The only thing I find annoying is that you have to keep on using it or else you’re back at square one. And it’s not cheap.

Yeah, it’s a definite lifestyle change. Although even Rogaine only comes out to $15/month at most, which is about what I happily pay for subscriptions to stuff like Netflix. The Costco generic is only $3/month, though (Rogaine is 4 months for $60, Costco is 6 months for $18), so if it does work it’s not at all expensive, provided you have access to the generic anyway. The main difference is that Rogaine is a foam and the generic is liquid, which doesn’t apply nearly as easily as foam.

I tried it a few years ago. It had absolutely zero effect. Then again, it doesn’t claim to.

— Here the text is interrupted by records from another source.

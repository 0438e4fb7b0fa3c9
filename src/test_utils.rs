//! Scripted client doubles for exercising the session layer offline.
//!
//! [`MockDriver`] hands out pre-built [`MockConn`]s and keeps a shared
//! [`Calls`] log of everything they do, so tests can assert on the exact
//! client-library traffic: which SQL ran, what got prepared under which
//! name, and the wire format of every bound parameter. Unscripted calls get
//! serviceable defaults, so most tests only script the responses they
//! actually care about.

use std::cell::RefCell;
use std::collections::{HashMap, VecDeque};
use std::sync::{Arc, LazyLock, Mutex, PoisonError};

use regex::Regex;

use crate::client::{BoundParam, ClientConn, ConnStatus, Driver, ExecStatus, QueryResult};
use crate::types::{Oid, oid};

/// Shared, thread-safe log of client-library calls.
#[derive(Clone, Default)]
pub struct Calls(Arc<Mutex<Vec<String>>>);

impl Calls {
    fn push(&self, entry: String) {
        self.0
            .lock()
            .unwrap_or_else(PoisonError::into_inner)
            .push(entry);
    }

    /// Every call recorded so far, in order.
    #[must_use]
    pub fn snapshot(&self) -> Vec<String> {
        self.0
            .lock()
            .unwrap_or_else(PoisonError::into_inner)
            .clone()
    }

    /// Recorded calls that start with `prefix`, in order.
    #[must_use]
    pub fn matching(&self, prefix: &str) -> Vec<String> {
        self.snapshot()
            .into_iter()
            .filter(|entry| entry.starts_with(prefix))
            .collect()
    }

    /// Whether some recorded call equals `entry` exactly.
    #[must_use]
    pub fn contains(&self, entry: &str) -> bool {
        self.snapshot().iter().any(|recorded| recorded == entry)
    }
}

/// One pre-scripted server response.
#[derive(Clone)]
pub struct ScriptedResult {
    status: ExecStatus,
    error_message: String,
    sqlstate: Option<String>,
    columns: Vec<(String, Oid)>,
    rows: Vec<Vec<Option<Vec<u8>>>>,
    cmd_tuples: String,
    param_types: Vec<Oid>,
}

impl ScriptedResult {
    fn base(status: ExecStatus) -> ScriptedResult {
        ScriptedResult {
            status,
            error_message: String::new(),
            sqlstate: None,
            columns: Vec::new(),
            rows: Vec::new(),
            cmd_tuples: String::new(),
            param_types: Vec::new(),
        }
    }

    /// A rowless successful command.
    #[must_use]
    pub fn command_ok() -> ScriptedResult {
        ScriptedResult::base(ExecStatus::CommandOk)
    }

    /// The response to an empty statement text.
    #[must_use]
    pub fn empty_query() -> ScriptedResult {
        ScriptedResult::base(ExecStatus::EmptyQuery)
    }

    /// A fatal server error with a message and SQLSTATE.
    #[must_use]
    pub fn server_error(message: &str, sqlstate: &str) -> ScriptedResult {
        let mut result = ScriptedResult::base(ExecStatus::FatalError);
        result.error_message = message.to_string();
        result.sqlstate = Some(sqlstate.to_string());
        result
    }

    /// A successful query result. `None` cells are SQL NULL.
    #[must_use]
    pub fn rows(columns: &[(&str, Oid)], rows: &[&[Option<&str>]]) -> ScriptedResult {
        let mut result = ScriptedResult::base(ExecStatus::TuplesOk);
        result.columns = columns
            .iter()
            .map(|(name, type_oid)| ((*name).to_string(), *type_oid))
            .collect();
        result.rows = rows
            .iter()
            .map(|row| {
                row.iter()
                    .map(|cell| cell.map(|text| text.as_bytes().to_vec()))
                    .collect()
            })
            .collect();
        result
    }

    /// Attach an affected-row count, as the server reports it.
    #[must_use]
    pub fn with_cmd_tuples(mut self, tuples: &str) -> ScriptedResult {
        self.cmd_tuples = tuples.to_string();
        self
    }
}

If you go for it, good luck.

Oh shoot, I forgot about Costco. If you get it at the local drugstore, it’s like $30 for a months supply, bleh. However, I’ve found that applying it once a day as opposed to twice a day still produces the same effect for me… so that helps too.

I’ve never tried the stuff so nothing to contribute there but as a guy who started thinning noticeably in his 20s, I agree with Wilbo523. I was certainly not about to go the wig/combover route and I didn’t want to look like Doug Henning so I just started to buzz it short. It’s a very normal look for men of all ages these days (I’m 40 now), unless you’ve got some kind of weird bump in your skull it looks good and from a practical standpoint I really dig it - no barber, easy to touch up (run a clipper through it once a week), a bottle of shampoo lasts all year and it’s clean and dry in seconds.

It’s not bald, it’s aerodynamic :smiley:

Another guy here that started balding in his early 20’s. Rogaine had no effect for me. I am just as glad now it didn’t. Embracing my baldness, cutting my hair short, and getting over my own feelings towards it was the best thing to ever happen to the top of my head. I have found society in general (including females) are extremely accepting of it as long as you are not trying to cover it up. I know how hard it is to get it cut the first time, but I also know no one that was an early baldy and regretted later doing it.

At first I was okay with my thinning hair, but then a professor in my department (I’m a lowly doctoral student), took me aside and expressed his concern that I was losing my hair.

“You don’t have to lose it,” he said. “I’ll give you the number of this pharmacy in India where I get Propecia for cheap.”

I don’t shrug things off as easily as a normal person, so hearing this from a mentor-like figure is not comforting.:rolleyes:

My son’s father had thinning hair when he was in his late 20s. When he was about 30something he started using Rogaine. It didn’t seem to increase his hair growth, but it did seem to prevent more hair loss. That was about 20 years ago and nowadays (we’ve been split up for around 16 years) his hair is much thinner on top. I have no clue if he uses Rogaine still, but somehow I don’t think so, he’d already given up on it way back when.

Hope that helps.

Completely agree.

I’m bald. Early on I made a decision to never do a combover or wear a rug. I just cut it all off.